As the COVID-19 pandemic is fading away in most parts of Europe, the continent is straining to revive its hard-hit economy — on a bumpy road, as economic forecasts indicated. But signs showed that demands from China are cushioning the shock.
HIGHLY EXPECTED MARKET
When the first shipment of Greek red saffron is finally ready to be exported to China, Vasilis Mitsopoulos, President of the Kozani Saffron Producers Cooperative in Greece, breathed a sigh of relief and hailed that “a dream has come true.”
With no intention to hide his ambition, Mitsopoulos acknowledged that the Cooperative’s goal is “to gain a market share” in the most populous Asian country.

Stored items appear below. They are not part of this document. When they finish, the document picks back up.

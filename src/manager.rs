use crate::cache::MediaCache;
use crate::config::ResolverConfig;
use crate::delivery::TrackerSink;
use crate::error::ResolveError;
use crate::fetch::VastFetcher;
use crate::resolver::{CancellationFlag, ResolvedVideoAd, Resolver};
use log::{debug, error, info, warn};
use std::panic::{self, AssertUnwindSafe};
use std::sync::Arc;
use tokio::task::JoinHandle;

struct InFlight {
    cancel: CancellationFlag,
    handle: JoinHandle<()>,
}

/// Runs resolutions for one ad slot, at most one at a time.
///
/// Every `prepare` call invokes its callback exactly once: with the resolved
/// ad, or with `None` on failure or cancellation.
pub struct VastManager {
    config: Arc<ResolverConfig>,
    fetcher: Arc<dyn VastFetcher>,
    sink: Arc<dyn TrackerSink>,
    cache: Arc<dyn MediaCache>,
    in_flight: Option<InFlight>,
}

impl VastManager {
    pub fn new(
        config: ResolverConfig,
        fetcher: Arc<dyn VastFetcher>,
        sink: Arc<dyn TrackerSink>,
        cache: Arc<dyn MediaCache>,
    ) -> Self {
        Self {
            config: Arc::new(config),
            fetcher,
            sink,
            cache,
            in_flight: None,
        }
    }

    /// Start resolving `raw_vast`, cancelling any resolution already running.
    /// Must be called from within a tokio runtime.
    pub fn prepare<F>(&mut self, raw_vast: String, dsp_creative_id: Option<String>, callback: F)
    where
        F: FnOnce(Option<ResolvedVideoAd>) + Send + 'static,
    {
        self.cancel();

        let cancel = CancellationFlag::new();
        let config = Arc::clone(&self.config);
        let fetcher = Arc::clone(&self.fetcher);
        let sink = Arc::clone(&self.sink);
        let cache = Arc::clone(&self.cache);
        let flag = cancel.clone();

        let handle = tokio::task::spawn_blocking(move || {
            let outcome = panic::catch_unwind(AssertUnwindSafe(|| {
                prepare_blocking(
                    &config,
                    fetcher.as_ref(),
                    sink.as_ref(),
                    cache.as_ref(),
                    &flag,
                    &raw_vast,
                    dsp_creative_id,
                )
            }));
            match outcome {
                Ok(Ok(ad)) => callback(Some(ad)),
                Ok(Err(ResolveError::Cancelled)) => {
                    debug!("Preparation cancelled");
                    callback(None)
                }
                Ok(Err(e)) => {
                    info!("No playable ad: {}", e);
                    callback(None)
                }
                Err(_) => {
                    error!("Resolution worker panicked");
                    callback(None)
                }
            }
        });

        self.in_flight = Some(InFlight { cancel, handle });
    }

    /// Cancel the running resolution, if any. Its callback receives `None`.
    pub fn cancel(&mut self) {
        if let Some(in_flight) = self.in_flight.take() {
            if !in_flight.handle.is_finished() {
                debug!("Cancelling in-flight resolution");
            }
            in_flight.cancel.cancel();
        }
    }

    pub fn is_preparing(&self) -> bool {
        self.in_flight
            .as_ref()
            .is_some_and(|in_flight| !in_flight.handle.is_finished())
    }
}

impl Drop for VastManager {
    fn drop(&mut self) {
        self.cancel();
    }
}

fn prepare_blocking(
    config: &ResolverConfig,
    fetcher: &dyn VastFetcher,
    sink: &dyn TrackerSink,
    cache: &dyn MediaCache,
    cancel: &CancellationFlag,
    raw_vast: &str,
    dsp_creative_id: Option<String>,
) -> Result<ResolvedVideoAd, ResolveError> {
    if !cache.is_initialized() {
        warn!("Media cache is not initialized, dropping VAST response");
        return Err(ResolveError::CacheUnavailable);
    }

    let mut ad = Resolver::new(config, fetcher, sink)
        .with_cancellation(cancel.clone())
        .resolve(raw_vast)?;
    if cancel.is_cancelled() {
        return Err(ResolveError::Cancelled);
    }

    ad.dsp_creative_id = dsp_creative_id;
    if cache.has(&ad.media_file_url) {
        let path = cache.path_for(&ad.media_file_url);
        debug!("Media {} already cached at {}", ad.media_file_url, path);
        ad.disk_media_file_path = Some(path);
    }
    Ok(ad)
}

#[cfg(test)]
mod tests {
    use super::*;
    use crate::cache::DirectoryCache;
    use crate::delivery::RecordingSink;
    use crate::fetch::FetchResponse;
    use tokio::sync::oneshot;

    const INLINE: &str = r#"<VAST version="3.0"><Ad><InLine>
        <Error>https://t/err</Error>
        <Creatives><Creative><Linear>
          <MediaFiles><MediaFile type="video/mp4" width="640" height="360">https://cdn/v.mp4</MediaFile></MediaFiles>
        </Linear></Creative></Creatives>
    </InLine></Ad></VAST>"#;

    struct StaticFetcher;

    impl VastFetcher for StaticFetcher {
        fn fetch(&self, _url: &str) -> crate::error::Result<FetchResponse> {
            Ok(FetchResponse::ok(INLINE))
        }
    }

    fn manager(cache: DirectoryCache, sink: Arc<RecordingSink>) -> VastManager {
        VastManager::new(ResolverConfig::default(), Arc::new(StaticFetcher), sink, Arc::new(cache))
    }

    #[tokio::test]
    async fn prepares_and_marks_cached_media() {
        let dir = tempfile::tempdir().expect("temp dir");
        let cache = DirectoryCache::open(dir.path()).expect("cache");
        let cached = cache.insert("https://cdn/v.mp4", b"video").expect("insert");
        let mut manager = manager(cache, Arc::new(RecordingSink::default()));

        let (tx, rx) = oneshot::channel();
        manager.prepare(INLINE.to_string(), Some("dsp-1".into()), move |ad| {
            let _ = tx.send(ad);
        });
        let ad = rx.await.expect("callback").expect("ad");
        assert_eq!(ad.dsp_creative_id.as_deref(), Some("dsp-1"));
        assert_eq!(ad.disk_media_file_path, Some(cached.display().to_string()));
    }

    struct PanickingFetcher;

    impl VastFetcher for PanickingFetcher {
        fn fetch(&self, url: &str) -> crate::error::Result<FetchResponse> {
            panic!("fetcher exploded on {}", url);
        }
    }

    #[tokio::test]
    async fn worker_panic_still_reports_none() {
        let dir = tempfile::tempdir().expect("temp dir");
        let mut manager = VastManager::new(
            ResolverConfig::default(),
            Arc::new(PanickingFetcher),
            Arc::new(RecordingSink::default()),
            Arc::new(DirectoryCache::open(dir.path()).expect("cache")),
        );
        let wrapper = "<VAST><Ad><Wrapper><VASTAdTagURI>https://ads/next</VASTAdTagURI></Wrapper></Ad></VAST>";

        let (tx, rx) = oneshot::channel();
        manager.prepare(wrapper.to_string(), None, move |ad| {
            let _ = tx.send(ad);
        });
        assert!(rx.await.expect("callback").is_none());
    }

    #[tokio::test]
    async fn oversized_duration_yields_an_ad_without_duration() {
        let dir = tempfile::tempdir().expect("temp dir");
        let mut manager = manager(DirectoryCache::open(dir.path()).expect("cache"), Arc::new(RecordingSink::default()));
        let doc = INLINE.replace("<Linear>", "<Linear><Duration>18446744073709551:00:00</Duration>");

        let (tx, rx) = oneshot::channel();
        manager.prepare(doc, None, move |ad| {
            let _ = tx.send(ad);
        });
        let ad = rx.await.expect("callback").expect("ad");
        assert_eq!(ad.duration_ms, None);
    }

    #[tokio::test]
    async fn uninitialized_cache_yields_none() {
        let sink = Arc::new(RecordingSink::default());
        let mut manager = manager(DirectoryCache::uninitialized(), sink.clone());

        let (tx, rx) = oneshot::channel();
        manager.prepare(INLINE.to_string(), None, move |ad| {
            let _ = tx.send(ad);
        });
        assert!(rx.await.expect("callback").is_none());
        assert!(sink.urls().is_empty());
    }
}
impl AdFields {
    fn into_inline(self) -> InLine {
        InLine {
            ad_system: self.ad_system,
            ad_title: self.ad_title,
            impressions: self.impressions,
            errors: self.errors,
            creatives: self.creatives,
            extensions: self.extensions.unwrap_or_default(),
        }
    }

    fn into_wrapper(self) -> Wrapper {
        Wrapper {
            ad_system: self.ad_system,
            vast_ad_tag_uri: self.vast_ad_tag_uri,
            impressions: self.impressions,
            errors: self.errors,
            creatives: self.creatives,
            extensions: self.extensions.unwrap_or_default(),
        }
    }
}

/// Parse the body of an InLine or Wrapper element up to its end tag
fn parse_ad_fields(reader: &mut Reader<&[u8]>, end: &[u8]) -> Result<AdFields> {
    let mut fields = AdFields::default();
    let mut buf = Vec::new();

    loop {
        match reader.read_event_into(&mut buf) {
            Ok(Event::Start(ref e)) => match e.name().as_ref() {
                b"AdSystem" => {
                    let version = attribute(e, b"version");
                    let name = read_text_element(reader)?;
                    fields.ad_system = Some(AdSystem { name, version });
                }
                b"AdTitle" => fields.ad_title = Some(read_text_element(reader)?),
                b"VASTAdTagURI" => {
                    let uri = read_text_element(reader)?;
                    if !uri.is_empty() {
                        fields.vast_ad_tag_uri = Some(uri);
                    }
                }
                b"Impression" => push_non_empty(&mut fields.impressions, read_text_element(reader)?),
                b"Error" => push_non_empty(&mut fields.errors, read_text_element(reader)?),
                b"Creatives" => parse_creatives(reader, &mut fields.creatives)?,
                // only the first block at this level counts
                b"Extensions" if fields.extensions.is_none() => {
                    fields.extensions = Some(parse_extensions(reader)?);
                }
                _ => skip_element(reader)?,
            },
            Ok(Event::End(ref e)) if e.name().as_ref() == end => break,
            Ok(Event::Eof) => return Err(unexpected_eof()),
            Err(e) => return Err(VastError::XmlParseError(e)),
            _ => (),
        }
        buf.clear();
    }

    Ok(fields)
}

fn parse_creatives(reader: &mut Reader<&[u8]>, creatives: &mut Creatives) -> Result<()> {
    let mut buf = Vec::new();

    loop {
        match reader.read_event_into(&mut buf) {
            Ok(Event::Start(ref e)) => match e.name().as_ref() {
                b"Creative" => parse_creative(reader, creatives)?,
                _ => skip_element(reader)?,
            },
            Ok(Event::End(ref e)) if e.name().as_ref() == b"Creatives" => break,
            Ok(Event::Eof) => return Err(unexpected_eof()),
            Err(e) => return Err(VastError::XmlParseError(e)),
            _ => (),
        }
        buf.clear();
    }

    Ok(())
}

fn parse_creative(reader: &mut Reader<&[u8]>, creatives: &mut Creatives) -> Result<()> {
    let mut buf = Vec::new();

    loop {
        match reader.read_event_into(&mut buf) {
            Ok(Event::Start(ref e)) => match e.name().as_ref() {
                b"Linear" => creatives.linears.push(parse_linear(reader, e)?),
                b"CompanionAds" => parse_companion_ads(reader, &mut creatives.companion_ads)?,
                _ => skip_element(reader)?,
            },
            Ok(Event::End(ref e)) if e.name().as_ref() == b"Creative" => break,
            Ok(Event::Eof) => return Err(unexpected_eof()),
            Err(e) => return Err(VastError::XmlParseError(e)),
            _ => (),
        }
        buf.clear();
    }

    Ok(())
}

fn parse_linear(reader: &mut Reader<&[u8]>, start: &BytesStart) -> Result<Linear> {
    let mut linear = Linear {
        skip_offset: attribute(start, b"skipoffset").as_deref().and_then(SkipOffset::parse),
        ..Default::default()
    };
    let mut buf = Vec::new();

    loop {
        match reader.read_event_into(&mut buf) {
            Ok(Event::Start(ref e)) => match e.name().as_ref() {
                b"Duration" => linear.duration_ms = parse_absolute_offset(&read_text_element(reader)?),
                b"MediaFiles" => parse_media_files(reader, &mut linear.media_files)?,
                b"TrackingEvents" => parse_tracking_events(reader, &mut linear.tracking_events)?,
                b"VideoClicks" => parse_video_clicks(reader, &mut linear.video_clicks)?,
                b"Icons" => parse_icons(reader, &mut linear.icons)?,
                _ => skip_element(reader)?,
            },
            Ok(Event::End(ref e)) if e.name().as_ref() == b"Linear" => break,
            Ok(Event::Eof) => return Err(unexpected_eof()),
            Err(e) => return Err(VastError::XmlParseError(e)),
            _ => (),
        }
        buf.clear();
    }

    Ok(linear)
}

fn parse_media_files(reader: &mut Reader<&[u8]>, media_files: &mut Vec<MediaFile>) -> Result<()> {
    let mut buf = Vec::new();

    loop {
        match reader.read_event_into(&mut buf) {
            Ok(Event::Start(ref e)) => match e.name().as_ref() {
                b"MediaFile" => {
                    let media_file = parse_media_file(reader, e)?;
                    if !media_file.url.is_empty() {
                        media_files.push(media_file);
                    }
                }
                _ => skip_element(reader)?,
            },
            Ok(Event::End(ref e)) if e.name().as_ref() == b"MediaFiles" => break,
            Ok(Event::Eof) => return Err(unexpected_eof()),
            Err(e) => return Err(VastError::XmlParseError(e)),
            _ => (),
        }
        buf.clear();
    }

    Ok(())
}

fn parse_media_file(reader: &mut Reader<&[u8]>, start: &BytesStart) -> Result<MediaFile> {
    let mut media_file = MediaFile::default();

    for attr in start.attributes().flatten() {
        let Ok(value) = from_utf8(&attr.value) else {
            continue;
        };
        let value = value.trim();
        match attr.key.as_ref() {
            b"type" => media_file.mime_type = Some(value.to_string()),
            b"width" => media_file.width = value.parse().ok(),
            b"height" => media_file.height = value.parse().ok(),
            b"bitrate" => media_file.bitrate = value.parse().ok(),
            b"codec" => media_file.codec = Some(value.to_string()),
            b"delivery" => media_file.delivery = Some(value.to_string()),
            _ => (),
        }
    }

    media_file.url = read_text_element(reader)?;

    Ok(media_file)
}

fn parse_tracking_events(reader: &mut Reader<&[u8]>, events: &mut Vec<TrackingEvent>) -> Result<()> {
    let mut buf = Vec::new();

    loop {
        match reader.read_event_into(&mut buf) {
            Ok(Event::Start(ref e)) => match e.name().as_ref() {
                b"Tracking" => {
                    let event = attribute(e, b"event");
                    let offset = attribute(e, b"offset");
                    let url = read_text_element(reader)?;
                    if let Some(event) = event.filter(|_| !url.is_empty()) {
                        events.push(TrackingEvent { event, offset, url });
                    }
                }
                _ => skip_element(reader)?,
            },
            Ok(Event::End(ref e)) if e.name().as_ref() == b"TrackingEvents" => break,
            Ok(Event::Eof) => return Err(unexpected_eof()),
            Err(e) => return Err(VastError::XmlParseError(e)),
            _ => (),
        }
        buf.clear();
    }

    Ok(())
}
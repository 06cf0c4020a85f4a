pub mod cache;
pub mod config;
pub mod delivery;
pub mod error;
pub mod fetch;
pub mod manager;
pub mod models;
pub mod parser;
pub mod resolver;
pub mod scheduler;
pub mod selector;
pub mod tracker;

pub use config::ResolverConfig;
pub use error::{ResolveError, VastError, VastErrorCode};
pub use manager::VastManager;
pub use parser::parse_vast;
pub use resolver::{resolve, CancellationFlag, ResolvedVideoAd, Resolver};
pub use scheduler::PlaybackTrackerScheduler;
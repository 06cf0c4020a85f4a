use crate::delivery::TrackerSink;
use crate::error::VastErrorCode;
use rand::Rng;
use serde::{Deserialize, Serialize};

const ERROR_CODE_MACRO: &str = "[ERRORCODE]";
const CONTENT_PLAY_HEAD_MACRO: &str = "[CONTENTPLAYHEAD]";
const ASSET_URI_MACRO: &str = "[ASSETURI]";
const CACHE_BUSTING_MACRO: &str = "[CACHEBUSTING]";

/// A URL requested when a playback event occurs
#[derive(Debug, Serialize, Deserialize, PartialEq, Clone)]
pub struct VastTracker {
    url_template: String,
    repeatable: bool,
    fired: bool,
}

impl VastTracker {
    pub fn new(url_template: impl Into<String>) -> Self {
        Self {
            url_template: url_template.into(),
            repeatable: false,
            fired: false,
        }
    }

    pub fn repeatable(url_template: impl Into<String>) -> Self {
        Self {
            repeatable: true,
            ..Self::new(url_template)
        }
    }

    pub fn url_template(&self) -> &str {
        &self.url_template
    }

    pub fn is_repeatable(&self) -> bool {
        self.repeatable
    }

    pub fn is_fired(&self) -> bool {
        self.fired
    }

    /// Send the expanded URL unless this one-shot tracker already fired.
    /// Returns whether a send happened.
    pub fn fire(&mut self, sink: &dyn TrackerSink, context: &MacroContext) -> bool {
        if self.fired && !self.repeatable {
            return false;
        }
        sink.send(context.expand(&self.url_template));
        self.fired = true;
        true
    }
}

/// Tracker fired once playback passes an absolute offset
#[derive(Debug, Serialize, Deserialize, PartialEq, Clone)]
pub struct AbsoluteProgressTracker {
    pub tracker: VastTracker,
    pub offset_ms: u64,
}

impl AbsoluteProgressTracker {
    pub fn new(url_template: impl Into<String>, offset_ms: u64) -> Self {
        Self {
            tracker: VastTracker::new(url_template),
            offset_ms,
        }
    }
}

/// Tracker fired once playback passes a fraction of the duration
#[derive(Debug, Serialize, Deserialize, PartialEq, Clone)]
pub struct FractionalProgressTracker {
    pub tracker: VastTracker,
    pub fraction: f32,
}

impl FractionalProgressTracker {
    pub fn new(url_template: impl Into<String>, fraction: f32) -> Self {
        Self {
            tracker: VastTracker::new(url_template),
            fraction,
        }
    }

    /// Position in milliseconds at which this tracker becomes due.
    pub fn threshold_ms(&self, duration_ms: u64) -> u64 {
        (f64::from(self.fraction) * duration_ms as f64).round() as u64
    }
}

/// Fire every tracker in `trackers`, returning the number of sends.
pub fn fire_all(trackers: &mut [VastTracker], sink: &dyn TrackerSink, context: &MacroContext) -> usize {
    trackers
        .iter_mut()
        .map(|t| t.fire(sink, context))
        .filter(|sent| *sent)
        .count()
}

/// Values substituted into tracker URL macros
#[derive(Debug, Default, Clone, PartialEq)]
pub struct MacroContext {
    pub error_code: Option<VastErrorCode>,
    pub asset_uri: Option<String>,
    pub content_play_head_ms: Option<u64>,
}

impl MacroContext {
    pub fn new() -> Self {
        Self::default()
    }

    pub fn with_error_code(mut self, code: VastErrorCode) -> Self {
        self.error_code = Some(code);
        self
    }

    pub fn with_asset_uri(mut self, uri: impl Into<String>) -> Self {
        self.asset_uri = Some(uri.into());
        self
    }

    pub fn with_content_play_head(mut self, ms: u64) -> Self {
        self.content_play_head_ms = Some(ms);
        self
    }

    pub fn expand(&self, template: &str) -> String {
        substitute(
            template,
            self.error_code.map(|c| c.code()),
            self.asset_uri.as_deref(),
            self.content_play_head_ms,
        )
    }
}

/// Replace the VAST macros in `template`. Absent values become empty strings
/// and unrecognised bracketed names are left as they are.
pub fn substitute(
    template: &str,
    error_code: Option<u32>,
    asset_uri: Option<&str>,
    content_play_head_ms: Option<u64>,
) -> String {
    let mut url = template.to_string();
    if url.contains(ERROR_CODE_MACRO) {
        let code = error_code.map(|c| c.to_string()).unwrap_or_default();
        url = url.replace(ERROR_CODE_MACRO, &code);
    }
    if url.contains(CONTENT_PLAY_HEAD_MACRO) {
        let play_head = content_play_head_ms.map(format_play_head).unwrap_or_default();
        url = url.replace(CONTENT_PLAY_HEAD_MACRO, &play_head);
    }
    if url.contains(ASSET_URI_MACRO) {
        let asset = asset_uri
            .map(|uri| url::form_urlencoded::byte_serialize(uri.as_bytes()).collect::<String>())
            .unwrap_or_default();
        url = url.replace(ASSET_URI_MACRO, &asset);
    }
    if url.contains(CACHE_BUSTING_MACRO) {
        let buster = format!("{:08}", rand::thread_rng().gen_range(0..100_000_000u32));
        url = url.replace(CACHE_BUSTING_MACRO, &buster);
    }
    url
}

/// `HH:MM:SS.mmm`; hours are not capped at two digits.
pub fn format_play_head(ms: u64) -> String {
    let hours = ms / 3_600_000;
    let minutes = ms / 60_000 % 60;
    let seconds = ms / 1000 % 60;
    let millis = ms % 1000;
    format!("{:02}:{:02}:{:02}.{:03}", hours, minutes, seconds, millis)
}

#[cfg(test)]
mod tests {
    use super::*;
    use crate::delivery::RecordingSink;

    const TEMPLATE: &str = "err?errorcode=[ERRORCODE]&asseturi=[ASSETURI]&contentplayhead=[CONTENTPLAYHEAD]";

    #[test]
    fn substitutes_all_macros() {
        assert_eq!(
            substitute(TEMPLATE, Some(400), Some("v.mp4"), Some(15094)),
            "err?errorcode=400&asseturi=v.mp4&contentplayhead=00:00:15.094"
        );
    }

    #[test]
    fn absent_values_become_empty() {
        assert_eq!(
            substitute(TEMPLATE, None, None, None),
            "err?errorcode=&asseturi=&contentplayhead="
        );
    }

    #[test]
    fn asset_uri_is_url_encoded() {
        assert_eq!(
            substitute("a=[ASSETURI]", None, Some("https://cdn.example/v 1.mp4?x=1"), None),
            "a=https%3A%2F%2Fcdn.example%2Fv+1.mp4%3Fx%3D1"
        );
    }

    #[test]
    fn unknown_macros_untouched() {
        assert_eq!(substitute("t=[TIMESTAMP]&e=[ERRORCODE]", Some(900), None, None), "t=[TIMESTAMP]&e=900");
    }

    #[test]
    fn cache_busting_is_eight_digits() {
        let url = substitute("cb=[CACHEBUSTING]", None, None, None);
        let digits = url.trim_start_matches("cb=");
        assert_eq!(digits.len(), 8);
        assert!(digits.chars().all(|c| c.is_ascii_digit()));
    }

    #[test]
    fn play_head_format() {
        assert_eq!(format_play_head(45_296_789), "12:34:56.789");
        assert_eq!(format_play_head(360_000_000), "100:00:00.000");
        assert_eq!(format_play_head(0), "00:00:00.000");
    }

    #[test]
    fn one_shot_tracker_fires_once() {
        let sink = RecordingSink::default();
        let mut tracker = VastTracker::new("https://t.example/imp");
        for _ in 0..3 {
            tracker.fire(&sink, &MacroContext::new());
        }
        assert_eq!(sink.urls(), vec!["https://t.example/imp".to_string()]);
        assert!(tracker.is_fired());
        assert_eq!(tracker.url_template(), "https://t.example/imp");
    }

    #[test]
    fn repeatable_tracker_fires_every_time() {
        let sink = RecordingSink::default();
        let mut tracker = VastTracker::repeatable("https://t.example/pause");
        for _ in 0..4 {
            tracker.fire(&sink, &MacroContext::new());
        }
        assert_eq!(sink.urls().len(), 4);
    }

    #[test]
    fn fire_all_counts_sends() {
        let sink = RecordingSink::default();
        let mut trackers = vec![VastTracker::new("a"), VastTracker::repeatable("b")];
        let context = MacroContext::new().with_error_code(VastErrorCode::WrapperTimeout);
        assert_eq!(fire_all(&mut trackers, &sink, &context), 2);
        assert_eq!(fire_all(&mut trackers, &sink, &context), 1);
        assert_eq!(sink.urls(), vec!["a", "b", "b"]);
    }

    #[test]
    fn fractional_threshold() {
        assert_eq!(FractionalProgressTracker::new("q", 0.25).threshold_ms(10_000), 2500);
    }
}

Export of agricultural food products featured in agreements signed by the two countries’ leaders last November. And in May, a joint ministerial decision on kiwis export paved the way for shipping Greek food products to China. Those moves were deemed as mutually beneficial, particularly in the aftermath of the pandemic.
In south-western Polish town of Boleslawiec, pottery — one of the country’s most exquisite cultural icons — has been manufactured by local artisans for centuries.
However, like other industries, the handicraft business has been dealt a body blow from the pandemic. “The coronavirus crisis has resulted in specialty shops closing around the world,” Helena Smolenska, Director of Ceramic Handicraft Cooperative in Boleslawiec, told Xinhua.
The cooperative, boasting a 130-year history and hiring over 400 employees, faced an existential threat in the wake of the pandemic. “Regular orders have mostly dried up, and we halted production in the entire month of April and the first half of May,” the director said.
Right after the production resumed, a “large order” from Wuhan, China, gave a respite to the manufacturer.
Helena didn’t go into detail about the order, but she hoped that the “auspicious order” could entail more from China and across the world, as “around 90 percent of the cooperative’s revenue comes from export.”
MUCH NEEDED GROWTH
German carmaker Daimler announced last week an almost 30 percent year-on-year decline of global deliveries to car dealers in May. Nevertheless, its premium brand Mercedes-Benz achieved a double-digit growth in China.
“The retail sales in our biggest market China provide us with optimism,” said Britta Seeger, member of the board of management of Daimler and Mercedes Benz, responsible for sales and marketing.
Daimler’s core brand would get “step by step back to normality.” After a production suspension caused by the COVID-19 pandemic, Mercedes-Benz car plants had successfully restarted production.
Adidas, another renowned German brand, had to shut down more than 70 percent of its store fleet due to the worldwide restrictions and lockdowns. But the sportswear manufacturer’s business in China returned to growth in May “earlier-than-expected,” becoming the company’s “first major market on the road to recovery.”
Following the return to growing revenues in China, Adidas would now expect sales in the region for the second quarter to approximately reach the level of last year.
China has been the primary market for Jaguar Land Rover (JLR) in recent years, and the British multinational automotive company has seen a recovery in vehicle sales and customers are returning to its showrooms in China.
“The company remains confident in the future market potential in China,” Lisa Palmer, JLR’s Corporate Affairs Manager, told Xinhua, adding that JLR continues to have a strong, unwavering commitment to the Chinese market and customers.
JLR’s recovery is also reflected by the resumed production and export of its engines in various plants, including the one in Changshu, China, which has delivered 1,300 engines to the UK for assembling.